No. 247 - Continuation of the thirteenth Earth occultation season, end of the eighth Atmospheric Drag Experiment campaign
Cebreros ground station
On 3 May 2012, heavy rain caused the X-band telemetry link between the spacecraft and the ground station in Cebreros, Spain, to suffer dropouts. As a result, three magnetometer instrument packets were lost during this pass. These packets were later retrieved from the spacecraft's on-board memory and downlinked again.
Time correlation performed
The clock on the Venus Express spacecraft is a simple count-up timer, typical of those used on spacecraft. These clocks save weight and cost but they tend to drift and at regular intervals have to be synchronised - or correlated - with atomic clocks on Earth.
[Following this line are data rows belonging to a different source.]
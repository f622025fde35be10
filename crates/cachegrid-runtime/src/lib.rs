//! CacheRuntime controller: status convergence and health reconciliation
//!
//! Observes the master, worker, and fuse process groups of every
//! `CacheRuntime`, converges the runtime status (phases, counters,
//! conditions) on what they report, keeps the worker group at its declared
//! size, and projects the result onto the bound `Dataset`.

#![deny(missing_docs)]

pub mod accessor;
pub mod cache;
pub mod component;
pub mod config;
pub mod controller;
pub mod dataset;
pub mod health;
pub mod phase;
pub mod replicas;

#[cfg(test)]
mod testing;

pub use accessor::{ClusterState, ClusterStateAccessor, KubeClient, KubeClientImpl, Observation};
pub use cache::{CacheInspector, CacheStateSnapshot, StatusCacheInspector};
pub use component::{Component, ProcessGroup};
pub use config::ControllerConfig;
pub use controller::{error_policy, reconcile, Context, ContextBuilder};
pub use dataset::{mark_dataset_failed, sync_dataset_status};
pub use health::{
    check_fuses_ready, check_master_ready, check_observed_health, check_runtime_health,
    check_workers_ready, HealthReport,
};
pub use phase::{next_phase, project_dataset_phase, RuntimeHealth, Transition};
pub use replicas::{sync_observed_replicas, sync_replicas, ScaleDirection};
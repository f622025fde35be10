//! Retry utilities: exponential backoff for transient failures and the
//! optimistic-concurrency update loop for shared status objects.
//!
//! Every status write issued by the controller goes through
//! [`update_on_conflict`]. It re-fetches the object on each round so a stale
//! mutation is never re-applied, and it is bounded so contention surfaces as
//! a retryable [`Error::Conflict`] instead of a livelock.
//!
//! # Example
//!
//! ```ignore
//! use cachegrid_common::retry::{update_on_conflict, RetryConfig};
//!
//! let outcome = update_on_conflict(
//!     &RetryConfig::for_conflicts(),
//!     "mark_master_ready",
//!     || client.get_runtime(&ns, &name),
//!     |runtime| { apply(runtime); Ok(()) },
//!     |runtime| client.patch_runtime_status(runtime),
//! ).await?;
//! ```

use std::future::Future;
use std::time::Duration;

use rand::Rng;
use tracing::{debug, error, warn};

use crate::{metrics, Error, Result};

/// Attempts used by [`update_on_conflict`] when a config asks for "infinite"
pub const DEFAULT_CONFLICT_ATTEMPTS: u32 = 5;

/// Configuration for operations that may fail transiently.
///
/// Used for external calls (K8s API) to handle transient failures with
/// exponential backoff and jitter.
#[derive(Clone, Debug)]
pub struct RetryConfig {
    /// Maximum number of attempts (0 = infinite for [`retry_with_backoff`])
    pub max_attempts: u32,
    /// Initial delay between retries
    pub initial_delay: Duration,
    /// Maximum delay between retries
    pub max_delay: Duration,
    /// Multiplier for exponential backoff
    pub backoff_multiplier: f64,
}

impl Default for RetryConfig {
    fn default() -> Self {
        Self {
            max_attempts: 0, // infinite
            initial_delay: Duration::from_millis(100),
            max_delay: Duration::from_secs(30),
            backoff_multiplier: 2.0,
        }
    }
}

impl RetryConfig {
    /// Create a config with a maximum number of attempts
    pub fn with_max_attempts(attempts: u32) -> Self {
        Self {
            max_attempts: attempts,
            ..Default::default()
        }
    }

    /// Create a config that retries forever (infinite attempts)
    pub fn infinite() -> Self {
        Self::default()
    }

    /// Short, bounded backoff for optimistic status writes.
    ///
    /// Conflicts clear as soon as the competing writer is done, so rounds are
    /// milliseconds apart rather than seconds.
    pub fn for_conflicts() -> Self {
        Self {
            max_attempts: DEFAULT_CONFLICT_ATTEMPTS,
            initial_delay: Duration::from_millis(10),
            max_delay: Duration::from_millis(250),
            backoff_multiplier: 2.0,
        }
    }

    fn next_delay(&self, delay: Duration) -> Duration {
        Duration::from_secs_f64(
            (delay.as_secs_f64() * self.backoff_multiplier).min(self.max_delay.as_secs_f64()),
        )
    }
}

/// Add jitter: 0.5x to 1.5x of the delay
fn jittered(delay: Duration) -> Duration {
    let jitter = rand::thread_rng().gen_range(0.5..1.5);
    Duration::from_secs_f64(delay.as_secs_f64() * jitter)
}

/// Execute an async operation with exponential backoff and jitter.
///
/// Retries indefinitely (or up to max_attempts if set) until success.
///
/// # Arguments
/// * `config` - Retry configuration
/// * `operation_name` - Name for logging purposes
/// * `operation` - The async operation to retry
///
/// # Returns
/// The result of the operation, or the last error if max_attempts is exhausted.
pub async fn retry_with_backoff<F, Fut, T, E>(
    config: &RetryConfig,
    operation_name: &str,
    mut operation: F,
) -> std::result::Result<T, E>
where
    F: FnMut() -> Fut,
    Fut: Future<Output = std::result::Result<T, E>>,
    E: std::fmt::Display,
{
    let mut attempt = 0u32;
    let mut delay = config.initial_delay;

    loop {
        attempt += 1;

        match operation().await {
            Ok(result) => return Ok(result),
            Err(e) => {
                if config.max_attempts > 0 && attempt >= config.max_attempts {
                    error!(
                        operation = %operation_name,
                        attempt = attempt,
                        error = %e,
                        "Operation failed after max retries"
                    );
                    return Err(e);
                }

                let jittered_delay = jittered(delay);
                warn!(
                    operation = %operation_name,
                    attempt = attempt,
                    error = %e,
                    delay_ms = jittered_delay.as_millis(),
                    "Operation failed, retrying"
                );

                tokio::time::sleep(jittered_delay).await;
                delay = config.next_delay(delay);
            }
        }
    }
}

/// Result of a successful [`update_on_conflict`] round
#[derive(Clone, Debug, PartialEq)]
pub enum UpdateOutcome<T> {
    /// The mutation changed the object and the write was accepted
    Updated(T),
    /// The mutation was a no-op against the latest object; nothing was written
    Unchanged(T),
}

impl<T> UpdateOutcome<T> {
    /// The object as it now stands in the store
    pub fn into_inner(self) -> T {
        match self {
            Self::Updated(t) | Self::Unchanged(t) => t,
        }
    }

    /// True when a write was issued
    pub fn was_written(&self) -> bool {
        matches!(self, Self::Updated(_))
    }
}

/// Optimistic read-modify-write with conflict retry.
///
/// Each round fetches the latest object, applies `mutate` to a copy, and
/// hands the copy to `write`, which must reject stale versions with
/// [`Error::Conflict`]. A conflict restarts the round from `fetch`. Any other
/// error from any step ends the loop and is returned unchanged. When the
/// mutation leaves the object equal to what was fetched, no write is issued.
///
/// The loop is bounded by `config.max_attempts`; a zero bound falls back to
/// [`DEFAULT_CONFLICT_ATTEMPTS`]. Exhaustion returns `Error::Conflict` with
/// the number of attempts made.
pub async fn update_on_conflict<T, Fetch, FetchFut, Mutate, Write, WriteFut>(
    config: &RetryConfig,
    operation_name: &str,
    mut fetch: Fetch,
    mut mutate: Mutate,
    mut write: Write,
) -> Result<UpdateOutcome<T>>
where
    T: Clone + PartialEq,
    Fetch: FnMut() -> FetchFut,
    FetchFut: Future<Output = Result<T>>,
    Mutate: FnMut(&mut T) -> Result<()>,
    Write: FnMut(T) -> WriteFut,
    WriteFut: Future<Output = Result<T>>,
{
    let max_attempts = if config.max_attempts == 0 {
        DEFAULT_CONFLICT_ATTEMPTS
    } else {
        config.max_attempts
    };
    let mut delay = config.initial_delay;
    let mut attempt = 0u32;

    loop {
        attempt += 1;

        let current = fetch().await?;
        let mut desired = current.clone();
        mutate(&mut desired)?;

        if desired == current {
            debug!(operation = %operation_name, attempt, "status already up to date");
            return Ok(UpdateOutcome::Unchanged(current));
        }

        match write(desired).await {
            Ok(written) => return Ok(UpdateOutcome::Updated(written)),
            Err(Error::Conflict { kind, name, .. }) => {
                metrics::record_status_conflict(operation_name);

                if attempt >= max_attempts {
                    warn!(
                        operation = %operation_name,
                        attempt,
                        kind = %kind,
                        name = %name,
                        "giving up on conflicting status write"
                    );
                    return Err(Error::Conflict {
                        kind,
                        name,
                        attempts: attempt,
                    });
                }

                let jittered_delay = jittered(delay);
                debug!(
                    operation = %operation_name,
                    attempt,
                    delay_ms = jittered_delay.as_millis(),
                    "status write conflicted, re-fetching"
                );
                tokio::time::sleep(jittered_delay).await;
                delay = config.next_delay(delay);
            }
            Err(e) => return Err(e),
        }
    }
}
One of these regular time correlations was performed before the start of the Cebreros communications pass on 22 May 2012.
End of Atmospheric Drag Experiment campaign #8
The eighth Atmospheric Drag Experiment (ADE) campaign, which started on 25 April 2012, ended in this reporting period. The drag experiments were performed around the pericentre of the first 8 orbits, with the last one being performed on 5 May 2012.
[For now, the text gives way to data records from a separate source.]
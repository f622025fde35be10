//! Component health checkers
//!
//! One readiness rule per component, evaluated against the live process
//! group and the declared replica count (zero defaults to 1):
//!
//! - master: ready replicas equal the declared count
//! - worker: at least the declared count of replicas is ready
//! - fuse: at least the wanted fuse pods are ready and none is unavailable;
//!   the declared count stands in for the wanted count until the DaemonSet
//!   has computed its own
//!
//! Each check persists the component's counters, phase, and readiness
//! condition in one optimistic status write. The runtime-level check reads
//! every process group before it writes anything, then walks master, worker,
//! fuse in that order and stops at the first component that is not ready.

use kube::runtime::events::EventType;
use kube::Resource;
use tracing::{debug, error, info, warn};

use cachegrid_common::crd::{CacheRuntime, CacheRuntimeSpec, CacheRuntimeStatus, RuntimePhase};
use cachegrid_common::events::actions;
use cachegrid_common::metrics;
use cachegrid_common::retry::update_on_conflict;
use cachegrid_common::{Error, ObjectKey};

use crate::accessor::{ClusterState, Observation};
use crate::component::{Component, ProcessGroup};
use crate::controller::Context;
use crate::dataset::mark_dataset_failed;
use crate::phase::{ComponentTransition, RuntimeHealth};

/// Outcome of one readiness rule
#[derive(Clone, Debug, PartialEq, Eq)]
pub struct Readiness {
    /// Whether the rule holds
    pub ready: bool,
    /// Human-readable explanation recorded on the condition
    pub message: String,
}

/// Replica count the fuse group should be running.
///
/// The DaemonSet controller computes it from node placement; the declared
/// count only stands in until it has.
fn fuse_desired(declared: i32, group: &ProcessGroup) -> i32 {
    if group.desired > 0 {
        group.desired
    } else {
        declared
    }
}

/// Apply the readiness rule of `component` to a live process group
pub fn evaluate(component: Component, spec: &CacheRuntimeSpec, group: &ProcessGroup) -> Readiness {
    let declared = component.spec(spec).desired_replicas();
    match component {
        Component::Master => {
            let ready = group.ready == declared;
            Readiness {
                ready,
                message: if ready {
                    "The master is ready.".to_string()
                } else {
                    format!(
                        "The master is not ready: {}/{} replicas ready.",
                        group.ready, declared
                    )
                },
            }
        }
        Component::Worker => {
            let ready = group.ready >= declared;
            Readiness {
                ready,
                message: if ready {
                    format!("The workers are ready: {}/{} replicas ready.", group.ready, declared)
                } else {
                    format!(
                        "The workers are not ready: {}/{} replicas ready.",
                        group.ready, declared
                    )
                },
            }
        }
        Component::Fuse => {
            let desired = fuse_desired(declared, group);
            let ready = group.ready >= desired && group.unavailable == 0;
            Readiness {
                ready,
                message: if ready {
                    "The fuses are ready.".to_string()
                } else {
                    format!(
                        "The fuses are not ready: {}/{} ready, {} unavailable.",
                        group.ready, desired, group.unavailable
                    )
                },
            }
        }
    }
}

/// Copy the group counters of `component` onto the status
pub fn record_counters(
    component: Component,
    spec: &CacheRuntimeSpec,
    group: &ProcessGroup,
    status: &mut CacheRuntimeStatus,
) {
    let declared = component.spec(spec).desired_replicas();
    match component {
        Component::Master => {
            status.desired_master_number_scheduled = declared;
            status.current_master_number_scheduled = group.current_scheduled;
            status.master_number_ready = group.ready;
        }
        Component::Worker => {
            status.desired_worker_number_scheduled = declared;
            status.current_worker_number_scheduled = group.current_scheduled;
            status.worker_number_ready = group.ready;
            status.worker_number_available = group.available;
            status.worker_number_unavailable = group.unavailable;
        }
        Component::Fuse => {
            status.desired_fuse_number_scheduled = fuse_desired(declared, group);
            status.current_fuse_number_scheduled = group.current_scheduled;
            status.fuse_number_ready = group.ready;
            status.fuse_number_available = group.available;
            status.fuse_number_unavailable = group.unavailable;
        }
    }
}

/// Result of a runtime-level health check that did not fail
#[derive(Clone, Debug, Default, PartialEq, Eq)]
pub struct HealthReport {
    /// Every checked component is Ready
    pub ready: bool,
    /// Components skipped for a legacy layout
    pub skipped: Vec<Component>,
}

impl HealthReport {
    /// Health to project onto the dataset
    pub fn health(&self) -> RuntimeHealth {
        RuntimeHealth::Healthy {
            skipped: self.skipped.clone(),
        }
    }
}

/// What a health check saw for its component
#[derive(Clone, Copy, Debug)]
enum Seen {
    Group(ProcessGroup),
    Missing,
}

/// Persist counters, phase and condition of `component` in one write.
///
/// Runs inside the optimistic update loop, so the transition is always
/// computed against the freshly fetched status.
async fn persist_component(
    ctx: &Context,
    key: &ObjectKey,
    component: Component,
    seen: Seen,
) -> Result<ComponentTransition, Error> {
    let accessor = ctx.accessor();
    let operation = format!("check_{}_ready", component.as_str());
    let mut applied: Option<ComponentTransition> = None;

    let outcome = update_on_conflict(
        &ctx.config.status_retry,
        &operation,
        || accessor.runtime(key),
        |rt: &mut CacheRuntime| {
            let spec = &rt.spec;
            let status = rt.status.get_or_insert_with(Default::default);

            let transition = match seen {
                Seen::Group(group) => {
                    let readiness = evaluate(component, spec, &group);
                    record_counters(component, spec, &group, status);
                    let reason = if readiness.ready {
                        component.ready_reason()
                    } else {
                        component.not_ready_reason()
                    };
                    ComponentTransition::evaluate(
                        component,
                        status,
                        readiness.ready,
                        reason,
                        readiness.message,
                    )
                }
                Seen::Missing => {
                    record_counters(component, spec, &ProcessGroup::default(), status);
                    ComponentTransition::evaluate(
                        component,
                        status,
                        false,
                        component.not_found_reason(),
                        format!(
                            "The {} {} {} was not found.",
                            component,
                            component.workload_kind(),
                            component.group_name(&key.name)
                        ),
                    )
                }
            };
            transition.apply(status);
            applied = Some(transition);
            Ok(())
        },
        |rt: CacheRuntime| async move { ctx.kube.write_runtime_status(&rt).await },
    )
    .await?;

    let transition = applied.ok_or_else(|| {
        Error::internal_with_context(operation.clone(), "status mutation was never applied")
    })?;

    let ready = transition.to == RuntimePhase::Ready;
    metrics::record_component_ready(&key.to_string(), component.as_str(), ready);

    if outcome.was_written() && transition.transition.is_change() {
        info!(
            runtime = %key,
            component = %component,
            from = %transition.from,
            to = %transition.to,
            reason = %transition.condition.reason,
            "component phase changed"
        );
        let runtime = outcome.into_inner();
        let type_ = if ready {
            EventType::Normal
        } else {
            EventType::Warning
        };
        ctx.events
            .publish(
                &runtime.object_ref(&()),
                type_,
                &transition.condition.reason,
                actions::HEALTH_CHECK,
                Some(transition.condition.message.clone()),
            )
            .await;
    }

    Ok(transition)
}

/// Persist what was observed for one component.
///
/// Returns the readiness verdict, or None when a legacy layout was skipped.
async fn record_observation(
    ctx: &Context,
    key: &ObjectKey,
    component: Component,
    observation: Observation,
) -> Result<Option<bool>, Error> {
    let group = match observation.require(component, key) {
        Ok(group) => group,
        Err(e) if e.is_deprecated() => {
            warn!(runtime = %key, component = %component, error = %e, "skipping health check");
            return Ok(None);
        }
        Err(e) if e.is_not_found() => {
            persist_component(ctx, key, component, Seen::Missing).await?;
            return Err(e);
        }
        Err(e) => return Err(e),
    };

    let transition = persist_component(ctx, key, component, Seen::Group(group)).await?;
    let ready = transition.to == RuntimePhase::Ready;
    debug!(runtime = %key, component = %component, ready, "component checked");
    Ok(Some(ready))
}

/// Evaluate and persist the readiness of one component.
///
/// - A missing process group is recorded as NotReady with a not-found
///   reason, then reported as [`Error::NotFound`].
/// - A legacy layout is skipped with a warning and counts as ready.
pub async fn check_component_ready(
    ctx: &Context,
    key: &ObjectKey,
    component: Component,
) -> Result<bool, Error> {
    let observation = ctx.accessor().observe_component(key, component).await?;
    Ok(record_observation(ctx, key, component, observation)
        .await?
        .unwrap_or(true))
}

/// Readiness of the master group
pub async fn check_master_ready(ctx: &Context, key: &ObjectKey) -> Result<bool, Error> {
    check_component_ready(ctx, key, Component::Master).await
}

/// Readiness of the worker group
pub async fn check_workers_ready(ctx: &Context, key: &ObjectKey) -> Result<bool, Error> {
    check_component_ready(ctx, key, Component::Worker).await
}

/// Readiness of the fuse group
pub async fn check_fuses_ready(ctx: &Context, key: &ObjectKey) -> Result<bool, Error> {
    check_component_ready(ctx, key, Component::Fuse).await
}

/// Mark the bound dataset Failed on a best-effort basis and hand back the
/// error that caused it.
///
/// A failure of the dataset write is logged and counted. A runtime that no
/// longer exists leaves its dataset alone.
pub(crate) async fn report_failure(ctx: &Context, key: &ObjectKey, cause: Error) -> Error {
    if matches!(&cause, Error::NotFound { kind, .. } if kind == "CacheRuntime") {
        return cause;
    }
    if let Err(secondary) = mark_dataset_failed(ctx, key, &cause.to_string()).await {
        error!(
            runtime = %key,
            error = %secondary,
            cause = %cause,
            "failed to mark dataset Failed"
        );
        metrics::record_secondary_write_failure("mark_dataset_failed");
    }
    cause
}

/// Check master, worker, fuse in order against an observed cluster state.
///
/// Stops at the first component that is not ready. On error the bound
/// dataset is marked Failed through [`report_failure`].
pub async fn check_observed_health(
    ctx: &Context,
    key: &ObjectKey,
    state: &ClusterState,
) -> Result<HealthReport, Error> {
    let mut report = HealthReport {
        ready: true,
        skipped: Vec::new(),
    };
    for component in Component::ALL {
        let observation = state.component(component).clone();
        match record_observation(ctx, key, component, observation).await {
            Ok(Some(true)) => {}
            Ok(Some(false)) => {
                info!(runtime = %key, component = %component, "runtime not ready");
                report.ready = false;
                return Ok(report);
            }
            Ok(None) => report.skipped.push(component),
            Err(e) => return Err(report_failure(ctx, key, e).await),
        }
    }
    Ok(report)
}

/// Observe every process group, then check master, worker, fuse in order.
///
/// A failed read aborts the check before any status is written.
pub async fn check_runtime_health(ctx: &Context, key: &ObjectKey) -> Result<HealthReport, Error> {
    let state = match ctx.accessor().observe(key).await {
        Ok(state) => state,
        Err(e) => return Err(report_failure(ctx, key, e).await),
    };
    check_observed_health(ctx, key, &state).await
}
During these campaigns, the spacecraft body and on-board gyroscopes are used as the instrument to provide data on the extreme upper atmosphere. By measuring its integrated effect on the spacecraft's attitude and position in orbit, the atmospheric density can be determined. During this campaign, the spacecraft's pericentre altitude was allowed to decrease beyond its nominal altitude, down to 165 kilometres as the spacecraft flew over the northern pole of Venus. During closest approach, the spacecraft's solar panels are tilted to induce a very tiny roll in the spacecraft. This roll is countered by the reaction wheels, and the change in reaction wheel speeds can be used to determine the density of the atmosphere at this extreme upper altitude. The amount of drag experienced by the spacecraft is significantly lower than that which would be experienced during an aerobraking orbit change. The drag is maintained at this level, which is known to cause no problems for the spacecraft.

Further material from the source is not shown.